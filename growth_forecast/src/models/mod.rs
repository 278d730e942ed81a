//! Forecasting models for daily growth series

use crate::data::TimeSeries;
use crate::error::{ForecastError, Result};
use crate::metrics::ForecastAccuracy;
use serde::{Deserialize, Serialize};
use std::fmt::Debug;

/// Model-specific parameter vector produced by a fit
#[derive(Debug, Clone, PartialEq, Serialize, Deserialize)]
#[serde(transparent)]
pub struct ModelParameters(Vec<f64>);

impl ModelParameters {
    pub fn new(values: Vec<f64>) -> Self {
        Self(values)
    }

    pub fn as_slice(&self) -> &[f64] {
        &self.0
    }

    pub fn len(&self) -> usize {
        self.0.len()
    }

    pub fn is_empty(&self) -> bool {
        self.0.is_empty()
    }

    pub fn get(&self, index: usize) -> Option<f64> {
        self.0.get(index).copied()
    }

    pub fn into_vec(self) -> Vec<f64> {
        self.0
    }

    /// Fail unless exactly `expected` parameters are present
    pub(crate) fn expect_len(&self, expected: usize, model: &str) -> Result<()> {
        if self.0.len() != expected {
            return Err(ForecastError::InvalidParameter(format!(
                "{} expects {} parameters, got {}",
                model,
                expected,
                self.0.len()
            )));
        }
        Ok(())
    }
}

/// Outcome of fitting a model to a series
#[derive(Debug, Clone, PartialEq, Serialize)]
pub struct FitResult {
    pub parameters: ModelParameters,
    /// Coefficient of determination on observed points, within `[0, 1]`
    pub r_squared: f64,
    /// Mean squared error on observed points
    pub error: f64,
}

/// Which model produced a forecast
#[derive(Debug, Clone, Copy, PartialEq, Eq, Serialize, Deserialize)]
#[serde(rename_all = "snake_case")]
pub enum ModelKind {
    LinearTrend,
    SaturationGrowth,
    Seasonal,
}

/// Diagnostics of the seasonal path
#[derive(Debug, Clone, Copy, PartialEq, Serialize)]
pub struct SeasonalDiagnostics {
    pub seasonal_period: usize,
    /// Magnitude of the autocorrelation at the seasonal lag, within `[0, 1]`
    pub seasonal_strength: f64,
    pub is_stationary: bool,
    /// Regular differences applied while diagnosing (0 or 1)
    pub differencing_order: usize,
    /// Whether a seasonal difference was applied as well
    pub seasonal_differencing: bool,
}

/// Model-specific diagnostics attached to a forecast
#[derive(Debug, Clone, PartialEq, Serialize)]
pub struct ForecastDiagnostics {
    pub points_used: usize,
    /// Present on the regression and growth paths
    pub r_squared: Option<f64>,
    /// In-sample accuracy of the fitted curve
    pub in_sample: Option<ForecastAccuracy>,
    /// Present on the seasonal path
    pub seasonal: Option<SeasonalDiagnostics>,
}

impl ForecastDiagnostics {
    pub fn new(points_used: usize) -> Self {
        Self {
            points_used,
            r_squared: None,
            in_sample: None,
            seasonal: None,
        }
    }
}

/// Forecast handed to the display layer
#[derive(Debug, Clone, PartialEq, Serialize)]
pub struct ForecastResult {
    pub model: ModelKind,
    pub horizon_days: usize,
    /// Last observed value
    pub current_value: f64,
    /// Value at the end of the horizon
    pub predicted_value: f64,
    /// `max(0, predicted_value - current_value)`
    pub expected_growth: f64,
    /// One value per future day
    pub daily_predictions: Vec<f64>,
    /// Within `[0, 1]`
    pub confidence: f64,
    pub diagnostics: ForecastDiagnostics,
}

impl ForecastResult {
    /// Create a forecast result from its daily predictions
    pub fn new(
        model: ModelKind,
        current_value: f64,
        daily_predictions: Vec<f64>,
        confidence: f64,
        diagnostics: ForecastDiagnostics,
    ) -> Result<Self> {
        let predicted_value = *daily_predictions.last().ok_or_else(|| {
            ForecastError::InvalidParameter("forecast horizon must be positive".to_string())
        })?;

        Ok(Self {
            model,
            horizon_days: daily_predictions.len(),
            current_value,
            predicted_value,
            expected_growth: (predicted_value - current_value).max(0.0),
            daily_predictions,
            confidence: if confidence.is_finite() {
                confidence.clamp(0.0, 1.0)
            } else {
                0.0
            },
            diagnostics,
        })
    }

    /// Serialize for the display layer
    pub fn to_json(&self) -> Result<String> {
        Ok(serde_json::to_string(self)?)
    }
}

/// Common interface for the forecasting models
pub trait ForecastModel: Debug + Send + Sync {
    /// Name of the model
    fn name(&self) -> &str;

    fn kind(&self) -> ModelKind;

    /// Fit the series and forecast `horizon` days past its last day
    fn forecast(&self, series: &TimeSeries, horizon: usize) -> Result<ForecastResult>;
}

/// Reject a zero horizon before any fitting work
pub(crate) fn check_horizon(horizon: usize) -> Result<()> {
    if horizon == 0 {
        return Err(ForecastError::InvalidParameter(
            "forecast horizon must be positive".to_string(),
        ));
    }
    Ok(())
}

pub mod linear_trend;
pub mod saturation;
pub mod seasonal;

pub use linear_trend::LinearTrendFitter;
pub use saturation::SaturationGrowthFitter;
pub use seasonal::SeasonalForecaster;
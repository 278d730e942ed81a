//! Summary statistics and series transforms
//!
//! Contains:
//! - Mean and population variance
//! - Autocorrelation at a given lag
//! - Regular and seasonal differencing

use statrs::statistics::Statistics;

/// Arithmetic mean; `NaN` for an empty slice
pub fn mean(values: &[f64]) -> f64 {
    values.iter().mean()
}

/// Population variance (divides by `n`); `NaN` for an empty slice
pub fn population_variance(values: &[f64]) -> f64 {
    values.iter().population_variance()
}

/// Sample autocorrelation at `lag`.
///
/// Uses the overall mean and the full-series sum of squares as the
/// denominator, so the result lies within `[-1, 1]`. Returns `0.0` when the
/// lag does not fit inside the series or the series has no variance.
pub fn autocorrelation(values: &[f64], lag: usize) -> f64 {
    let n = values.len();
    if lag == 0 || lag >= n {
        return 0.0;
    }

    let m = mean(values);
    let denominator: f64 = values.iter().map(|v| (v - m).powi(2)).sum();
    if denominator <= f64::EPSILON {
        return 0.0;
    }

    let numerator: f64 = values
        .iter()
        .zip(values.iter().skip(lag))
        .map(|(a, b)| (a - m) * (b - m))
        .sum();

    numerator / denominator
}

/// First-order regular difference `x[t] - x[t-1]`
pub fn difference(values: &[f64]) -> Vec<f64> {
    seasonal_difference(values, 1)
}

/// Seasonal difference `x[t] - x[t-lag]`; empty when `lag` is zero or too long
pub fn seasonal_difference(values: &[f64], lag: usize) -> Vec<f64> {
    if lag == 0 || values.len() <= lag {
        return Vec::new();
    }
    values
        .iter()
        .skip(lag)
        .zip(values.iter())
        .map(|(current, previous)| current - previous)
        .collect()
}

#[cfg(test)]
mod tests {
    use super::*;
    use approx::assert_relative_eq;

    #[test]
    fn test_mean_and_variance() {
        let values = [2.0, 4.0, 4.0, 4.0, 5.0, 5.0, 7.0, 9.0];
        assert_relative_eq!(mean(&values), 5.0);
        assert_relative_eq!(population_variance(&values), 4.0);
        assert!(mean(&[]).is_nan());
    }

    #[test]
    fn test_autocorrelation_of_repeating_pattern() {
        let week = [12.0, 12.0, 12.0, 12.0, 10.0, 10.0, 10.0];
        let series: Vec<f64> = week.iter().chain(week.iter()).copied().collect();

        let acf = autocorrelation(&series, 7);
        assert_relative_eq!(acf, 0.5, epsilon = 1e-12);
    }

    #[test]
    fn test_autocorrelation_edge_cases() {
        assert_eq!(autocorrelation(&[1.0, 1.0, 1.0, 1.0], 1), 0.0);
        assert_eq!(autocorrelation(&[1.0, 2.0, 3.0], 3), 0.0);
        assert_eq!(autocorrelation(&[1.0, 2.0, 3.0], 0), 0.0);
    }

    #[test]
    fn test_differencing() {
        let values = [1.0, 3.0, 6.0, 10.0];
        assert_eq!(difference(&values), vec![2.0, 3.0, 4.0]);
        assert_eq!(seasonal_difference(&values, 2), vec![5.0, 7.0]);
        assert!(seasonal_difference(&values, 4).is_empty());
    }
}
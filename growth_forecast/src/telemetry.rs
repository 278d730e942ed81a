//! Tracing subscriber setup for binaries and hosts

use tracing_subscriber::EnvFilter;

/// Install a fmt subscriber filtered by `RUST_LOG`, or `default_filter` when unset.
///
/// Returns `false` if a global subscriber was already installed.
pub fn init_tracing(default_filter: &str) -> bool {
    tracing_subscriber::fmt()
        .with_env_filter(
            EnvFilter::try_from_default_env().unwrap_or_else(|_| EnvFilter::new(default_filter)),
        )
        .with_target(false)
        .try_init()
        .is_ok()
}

^^^^^^^^^^^^^^^^

Among the entries above, locate the lines containing "self.0.is_empty()" and "produced a forecast", and transcribe exactly those two lines and all lines between.

        self.0.is_empty()
    }

    pub fn get(&self, index: usize) -> Option<f64> {
        self.0.get(index).copied()
    }

    pub fn into_vec(self) -> Vec<f64> {
        self.0
    }

    /// Fail unless exactly `expected` parameters are present
    pub(crate) fn expect_len(&self, expected: usize, model: &str) -> Result<()> {
        if self.0.len() != expected {
            return Err(ForecastError::InvalidParameter(format!(
                "{} expects {} parameters, got {}",
                model,
                expected,
                self.0.len()
            )));
        }
        Ok(())
    }
}

/// Outcome of fitting a model to a series
#[derive(Debug, Clone, PartialEq, Serialize)]
pub struct FitResult {
    pub parameters: ModelParameters,
    /// Coefficient of determination on observed points, within `[0, 1]`
    pub r_squared: f64,
    /// Mean squared error on observed points
    pub error: f64,
}

/// Which model produced a forecast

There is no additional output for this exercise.